### Task details
A single number is required: how many lines in the entries hold the word "JobContext".

### Record set
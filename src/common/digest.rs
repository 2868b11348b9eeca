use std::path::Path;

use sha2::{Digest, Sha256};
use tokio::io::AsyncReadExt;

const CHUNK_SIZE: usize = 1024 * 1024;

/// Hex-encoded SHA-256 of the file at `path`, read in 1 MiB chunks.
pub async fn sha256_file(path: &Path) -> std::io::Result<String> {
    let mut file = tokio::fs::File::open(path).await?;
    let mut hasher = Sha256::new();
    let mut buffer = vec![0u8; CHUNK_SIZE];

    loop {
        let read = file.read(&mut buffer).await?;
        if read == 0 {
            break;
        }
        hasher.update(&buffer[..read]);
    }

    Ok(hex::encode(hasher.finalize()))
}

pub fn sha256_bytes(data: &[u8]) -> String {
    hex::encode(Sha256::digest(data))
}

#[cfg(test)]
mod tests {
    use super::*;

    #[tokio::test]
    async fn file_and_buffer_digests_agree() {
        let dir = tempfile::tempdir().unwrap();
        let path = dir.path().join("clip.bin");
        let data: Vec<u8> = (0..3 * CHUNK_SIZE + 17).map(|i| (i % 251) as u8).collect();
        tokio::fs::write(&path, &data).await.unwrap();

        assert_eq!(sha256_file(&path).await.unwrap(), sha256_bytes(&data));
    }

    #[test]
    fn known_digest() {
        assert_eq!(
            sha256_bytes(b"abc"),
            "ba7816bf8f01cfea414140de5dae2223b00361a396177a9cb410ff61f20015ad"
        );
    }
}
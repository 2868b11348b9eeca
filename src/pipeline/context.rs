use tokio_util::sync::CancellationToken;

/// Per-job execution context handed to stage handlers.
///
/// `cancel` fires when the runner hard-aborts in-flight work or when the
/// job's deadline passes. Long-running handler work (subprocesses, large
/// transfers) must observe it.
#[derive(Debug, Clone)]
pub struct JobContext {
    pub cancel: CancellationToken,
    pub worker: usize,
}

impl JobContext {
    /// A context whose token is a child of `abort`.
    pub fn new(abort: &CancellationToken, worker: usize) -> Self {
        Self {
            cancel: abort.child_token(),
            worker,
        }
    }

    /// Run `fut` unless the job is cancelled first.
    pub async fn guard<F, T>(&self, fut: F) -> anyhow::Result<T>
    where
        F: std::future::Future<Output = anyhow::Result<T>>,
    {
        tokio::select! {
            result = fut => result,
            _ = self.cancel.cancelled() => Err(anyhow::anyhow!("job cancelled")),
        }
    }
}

### Expected output
2